LID Tooling
Developer tools for the LID (Linked-Intent Development) methodology — keep design intent permanently linked to running code.
LID answers one recurring problem: you know what the code does, but you’ve lost track of why it exists and whether it still does what the design said it should. This tooling enforces the link between requirements, design docs, and test citations — in your editor, your CI pipeline, and your AI workflow.
Tools
| Tool | What it does |
|---|---|
| VS Code extension | LSP diagnostics, hover, go-to-definition, rename, completion, visual Intent Navigator |
| IntelliJ IDEA plugin | LSP diagnostics, hover, go-to-definition, find references, rename, completion, and visual Intent Navigator for all JetBrains IDEs |
lidc CLI | lidc check for CI, lidc init to scaffold new projects, lidc status for a quick summary |
lid-mcp MCP server | 13 tools so AI agents can read and write LID projects with full integrity guarantees |
Quick start
# 1. Install (macOS/Linux via Homebrew)
brew tap EtaCassiopeia/lid && brew install lid-tooling
# 2. Scaffold a new LID project
lidc init
# 3. Run coherence checks
lidc check
# 4. See spec coverage
lidc status
See Installation for all platforms and install methods.
How it works
docs/
├── arrows/
│ ├── index.yaml # segment graph — statuses, dependencies
│ └── <segment>/*.md # arrow detail docs (HLDs, LLDs)
└── intent/
└── <segment>/
├── <segment>-specs.md # spec lines (- [ ] **ID**: text)

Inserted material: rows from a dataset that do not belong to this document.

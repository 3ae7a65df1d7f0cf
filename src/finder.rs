use std::{
    collections::HashMap,
    time::{Duration, Instant},
};

use rand::{seq::SliceRandom, Rng};

use crate::{
    distances::distance,
    geolocations::Geocoder,
    structs::{Coordinate, FilmRecord, RankedFilm},
};

pub const DEFAULT_MAX_RESULTS: usize = 10;
pub const DEFAULT_PACING: Duration = Duration::from_millis(700);

/// Source of elapsed time and blocking pauses for a ranking run.
pub trait Clock {
    /// Time elapsed since an arbitrary, fixed origin.
    fn now(&self) -> Duration;
    fn sleep(&self, duration: Duration);
}

impl<C: Clock + ?Sized> Clock for &C {
    fn now(&self) -> Duration {
        (**self).now()
    }

    fn sleep(&self, duration: Duration) {
        (**self).sleep(duration)
    }
}

pub struct SystemClock {
    origin: Instant,
}

impl Default for SystemClock {
    fn default() -> Self {
        Self {
            origin: Instant::now(),
        }
    }
}

impl Clock for SystemClock {
    fn now(&self) -> Duration {
        self.origin.elapsed()
    }

    fn sleep(&self, duration: Duration) {
        std::thread::sleep(duration);
    }
}

/// Lookup results of a single run, keyed by the raw address string.
/// Unresolvable addresses are cached as `None` and never queried again.
#[derive(Debug, Default)]
struct GeocodeCache {
    entries: HashMap<String, Option<Coordinate>>,
    hits: usize,
}

impl GeocodeCache {
    /// Cached result for `address`, counting a hit when there is one.
    fn lookup_cached(&mut self, address: &str) -> Option<Option<Coordinate>> {
        let cached = self.entries.get(address).copied();
        if cached.is_some() {
            self.hits += 1;
        }
        cached
    }

    fn insert(&mut self, address: String, coordinate: Option<Coordinate>) {
        self.entries.insert(address, coordinate);
    }

    fn hits(&self) -> usize {
        self.hits
    }

    /// Number of distinct addresses that were looked up.
    fn lookups(&self) -> usize {
        self.entries.len()
    }
}

struct Candidate<'a> {
    distance: f64,
    title: &'a str,
    coordinate: Coordinate,
}

pub struct NearestFilmFinder<G, C> {
    geocoder: G,
    clock: C,
    pacing: Duration,
    max_results: usize,
}

impl<G: Geocoder, C: Clock> NearestFilmFinder<G, C> {
    pub fn new(geocoder: G, clock: C) -> Self {
        Self {
            geocoder,
            clock,
            pacing: DEFAULT_PACING,
            max_results: DEFAULT_MAX_RESULTS,
        }
    }

    pub fn with_pacing(mut self, pacing: Duration) -> Self {
        self.pacing = pacing;
        self
    }

    pub fn with_max_results(mut self, max_results: usize) -> Self {
        self.max_results = max_results;
        self
    }

    pub fn find_closest(
        &self,
        records: &[FilmRecord],
        query: Coordinate,
        max_wait: Duration,
    ) -> Vec<RankedFilm> {
        self.find_closest_with_rng(records, query, max_wait, &mut rand::thread_rng())
    }

    /// Ranks `records` by distance to `query`, geocoding addresses in random
    /// order until `max_wait` has elapsed. The budget is checked after every
    /// record, so at least one record is processed if any are given.
    pub fn find_closest_with_rng<R: Rng + ?Sized>(
        &self,
        records: &[FilmRecord],
        query: Coordinate,
        max_wait: Duration,
        rng: &mut R,
    ) -> Vec<RankedFilm> {
        let started = self.clock.now();

        let mut order = records.iter().collect::<Vec<_>>();
        order.shuffle(rng);

        let mut cache = GeocodeCache::default();
        let mut candidates = Vec::new();
        let mut processed = 0;

        for record in order {
            let coordinate = match cache.lookup_cached(&record.address) {
                Some(cached) => cached,
                None => {
                    if cache.lookups() > 0 {
                        self.clock.sleep(self.pacing);
                    }
                    let resolved = self.geocoder.resolve(&record.address);
                    cache.insert(record.address.clone(), resolved);
                    resolved
                }
            };
            processed += 1;

            if let Some(coordinate) = coordinate {
                candidates.push(Candidate {
                    distance: distance(query, coordinate),
                    title: &record.title,
                    coordinate,
                });
            }

            let elapsed = self.clock.now().saturating_sub(started);
            if elapsed >= max_wait {
                log::info!(
                    "Wait budget of {:.1}s exhausted after {processed}/{} records",
                    max_wait.as_secs_f64(),
                    records.len()
                );
                break;
            }
        }

        log::debug!(
            "Processed {processed} records: {} lookups, {} cache hits, {} located",
            cache.lookups(),
            cache.hits(),
            candidates.len()
        );

        candidates.sort_by(|a, b| a.distance.total_cmp(&b.distance));
        candidates
            .into_iter()
            .take(self.max_results)
            .map(|c| RankedFilm {
                title: c.title.to_owned(),
                coordinate: c.coordinate,
            })
            .collect()
    }
}

#[cfg(test)]
mod tests {
    use super::*;
    use crate::{dataset, geolocations::LookupFailure};
    use rand::{rngs::StdRng, SeedableRng};
    use std::cell::{Cell, RefCell};

    #[derive(Default)]
    struct ManualClock {
        now: Cell<Duration>,
        slept: RefCell<Vec<Duration>>,
    }

    impl ManualClock {
        fn advance(&self, by: Duration) {
            self.now.set(self.now.get() + by);
        }
    }

    impl Clock for ManualClock {
        fn now(&self) -> Duration {
            self.now.get()
        }

        fn sleep(&self, duration: Duration) {
            self.slept.borrow_mut().push(duration);
            self.advance(duration);
        }
    }

    /// Resolves "lat;lon" strings, everything else is not found.
    struct FakeGeocoder<'a> {
        calls: RefCell<HashMap<String, usize>>,
        latency: Duration,
        clock: Option<&'a ManualClock>,
    }

    impl<'a> FakeGeocoder<'a> {
        fn new() -> Self {
            Self {
                calls: RefCell::default(),
                latency: Duration::ZERO,
                clock: None,
            }
        }

        fn with_latency(clock: &'a ManualClock, latency: Duration) -> Self {
            Self {
                calls: RefCell::default(),
                latency,
                clock: Some(clock),
            }
        }

        fn total_calls(&self) -> usize {
            self.calls.borrow().values().sum()
        }
    }

    impl Geocoder for FakeGeocoder<'_> {
        fn lookup(&self, address: &str) -> Result<Coordinate, LookupFailure> {
            *self.calls.borrow_mut().entry(address.to_owned()).or_default() += 1;
            if let Some(clock) = self.clock {
                clock.advance(self.latency);
            }
            if address == "offline" {
                return Err(LookupFailure::Unavailable("503".into()));
            }
            let (lat, lon) = address.split_once(';').ok_or(LookupFailure::NotFound)?;
            match (lat.parse(), lon.parse()) {
                (Ok(lat), Ok(lon)) => Ok(Coordinate::new(lat, lon)),
                _ => Err(LookupFailure::NotFound),
            }
        }
    }

    fn film(title: &str, address: &str) -> FilmRecord {
        FilmRecord {
            title: title.into(),
            year: 2000,
            address: address.into(),
        }
    }

    fn rng() -> StdRng {
        StdRng::seed_from_u64(7)
    }

    const FOREVER: Duration = Duration::from_secs(3600);
    const ORIGIN: Coordinate = Coordinate::new(0.0, 0.0);

    #[test]
    fn returns_at_most_ten_located_films() {
        let mut records = (0..30)
            .map(|i| film(&format!("film {i}"), &format!("{};{}", i, i)))
            .collect::<Vec<_>>();
        records.extend((0..5).map(|i| film(&format!("lost {i}"), "Nowhere")));
        records.push(film("offline", "offline"));

        let clock = ManualClock::default();
        let finder = NearestFilmFinder::new(FakeGeocoder::new(), &clock);
        let ranked = finder.find_closest_with_rng(&records, ORIGIN, FOREVER, &mut rng());

        assert_eq!(ranked.len(), 10);
        assert!(ranked
            .iter()
            .all(|r| !r.title.starts_with("lost") && r.title != "offline"));
        let titles = ranked.iter().map(|r| r.title.as_str()).collect::<Vec<_>>();
        let expected = (0..10).map(|i| format!("film {i}")).collect::<Vec<_>>();
        assert_eq!(titles, expected);
    }

    #[test]
    fn fewer_than_ten_when_few_resolve() {
        let records = vec![
            film("a", "1;1"),
            film("b", "Nowhere"),
            film("c", "2;2"),
        ];
        let clock = ManualClock::default();
        let finder = NearestFilmFinder::new(FakeGeocoder::new(), &clock);
        let ranked = finder.find_closest_with_rng(&records, ORIGIN, FOREVER, &mut rng());
        assert_eq!(ranked.len(), 2);
    }

    #[test]
    fn each_address_is_looked_up_once() {
        let addresses = ["1;1", "2;2", "Nowhere"];
        let records = (0..12)
            .map(|i| film(&format!("film {i}"), addresses[i % addresses.len()]))
            .collect::<Vec<_>>();

        let clock = ManualClock::default();
        let geocoder = FakeGeocoder::new();
        let finder = NearestFilmFinder::new(&geocoder, &clock);
        let ranked = finder.find_closest_with_rng(&records, ORIGIN, FOREVER, &mut rng());

        assert_eq!(geocoder.calls.borrow().len(), 3);
        assert!(geocoder.calls.borrow().values().all(|&n| n == 1));
        assert_eq!(ranked.len(), 8);
    }

    #[test]
    fn pacing_only_between_lookups() {
        let records = vec![
            film("a", "1;1"),
            film("b", "1;1"),
            film("c", "2;2"),
            film("d", "Nowhere"),
            film("e", "2;2"),
        ];
        let clock = ManualClock::default();
        let finder = NearestFilmFinder::new(FakeGeocoder::new(), &clock)
            .with_pacing(Duration::from_millis(700));
        finder.find_closest_with_rng(&records, ORIGIN, FOREVER, &mut rng());

        assert_eq!(*clock.slept.borrow(), vec![Duration::from_millis(700); 2]);
    }

    #[test]
    fn zero_budget_processes_one_record() {
        let records = (0..5)
            .map(|i| film(&format!("film {i}"), &format!("{i};0")))
            .collect::<Vec<_>>();
        let clock = ManualClock::default();
        let geocoder = FakeGeocoder::new();
        let finder = NearestFilmFinder::new(&geocoder, &clock);
        let ranked = finder.find_closest_with_rng(&records, ORIGIN, Duration::ZERO, &mut rng());

        assert_eq!(geocoder.total_calls(), 1);
        assert!(ranked.len() <= 1);
        assert!(clock.slept.borrow().is_empty());
    }

    #[test]
    fn stops_when_budget_is_spent() {
        let records = (0..20)
            .map(|i| film(&format!("film {i}"), &format!("{i};0")))
            .collect::<Vec<_>>();
        let clock = ManualClock::default();
        let geocoder = FakeGeocoder::with_latency(&clock, Duration::from_secs(1));
        let finder = NearestFilmFinder::new(&geocoder, &clock).with_pacing(Duration::ZERO);
        let ranked = finder.find_closest_with_rng(
            &records,
            ORIGIN,
            Duration::from_millis(2500),
            &mut rng(),
        );

        // after the third lookup 3s have passed
        assert_eq!(geocoder.total_calls(), 3);
        assert_eq!(ranked.len(), 3);
    }

    #[test]
    fn pacing_counts_toward_budget() {
        let records = (0..20)
            .map(|i| film(&format!("film {i}"), &format!("{i};0")))
            .collect::<Vec<_>>();
        let clock = ManualClock::default();
        let geocoder = FakeGeocoder::new();
        let finder = NearestFilmFinder::new(&geocoder, &clock)
            .with_pacing(Duration::from_millis(700));
        finder.find_closest_with_rng(&records, ORIGIN, Duration::from_secs(2), &mut rng());

        // 0s, 0.7s, 1.4s, 2.1s
        assert_eq!(geocoder.total_calls(), 4);
    }

    #[test]
    fn ordered_by_distance() {
        let records = (0..40)
            .map(|i| {
                let lat = (i * 37 % 89) as f64;
                let lon = (i * 53 % 179) as f64 - 90.0;
                film(&format!("film {i}"), &format!("{lat};{lon}"))
            })
            .collect::<Vec<_>>();
        let query = Coordinate::new(49.84, 24.03);
        let clock = ManualClock::default();
        let finder = NearestFilmFinder::new(FakeGeocoder::new(), &clock).with_max_results(40);

        for seed in 0..5 {
            let ranked = finder.find_closest_with_rng(
                &records,
                query,
                FOREVER,
                &mut StdRng::seed_from_u64(seed),
            );
            assert_eq!(ranked.len(), 40);
            let distances = ranked
                .iter()
                .map(|r| distance(query, r.coordinate))
                .collect::<Vec<_>>();
            assert!(distances.windows(2).all(|w| w[0] <= w[1]));
        }
    }

    #[test]
    fn cache_counts_hits_and_remembers_misses() {
        let mut cache = GeocodeCache::default();
        assert_eq!(cache.lookup_cached("Lviv"), None);
        cache.insert("Lviv".into(), Some(Coordinate::new(49.84, 24.03)));
        cache.insert("Nowhere".into(), None);

        assert_eq!(cache.lookup_cached("Lviv"), Some(Some(Coordinate::new(49.84, 24.03))));
        assert_eq!(cache.lookup_cached("Nowhere"), Some(None));
        assert_eq!(cache.hits(), 2);
        assert_eq!(cache.lookups(), 2);
    }

    #[test]
    fn empty_input() {
        let clock = ManualClock::default();
        let finder = NearestFilmFinder::new(FakeGeocoder::new(), &clock);
        assert!(finder
            .find_closest_with_rng(&[], ORIGIN, Duration::ZERO, &mut rng())
            .is_empty());
    }

    #[test]
    fn films_of_a_year_closest_first() {
        let data = "\
Lviv Story,2000,49.84;24.03
Kyiv Story,2000,50.45;30.52
Lost Story,2000,Nowhere
Paris Story,2000,48.86;2.35
Old Story,1999,49.84;24.04
";
        let records = dataset::read_records(data.as_bytes(), 2000).unwrap();
        assert_eq!(records.len(), 4);

        let query = Coordinate::new(49.84, 24.03);
        let clock = ManualClock::default();
        let finder = NearestFilmFinder::new(FakeGeocoder::new(), &clock);
        let ranked = finder.find_closest_with_rng(&records, query, FOREVER, &mut rng());

        let titles = ranked.iter().map(|r| r.title.as_str()).collect::<Vec<_>>();
        assert_eq!(titles, ["Lviv Story", "Kyiv Story", "Paris Story"]);
        assert_eq!(distance(query, ranked[0].coordinate), 0.0);
    }
}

└── <segment>-design.md # design docs
Source code cites specs with a line comment:
// @spec AUTH-002
fn validate_session_expiry(session: &Session) -> bool { ... }
lidc check enforces that every [x] spec has at least one citation, every @spec reference points to a real spec ID, and the segment graph is acyclic — in your editor and in CI.
See Project layout for the full schema reference.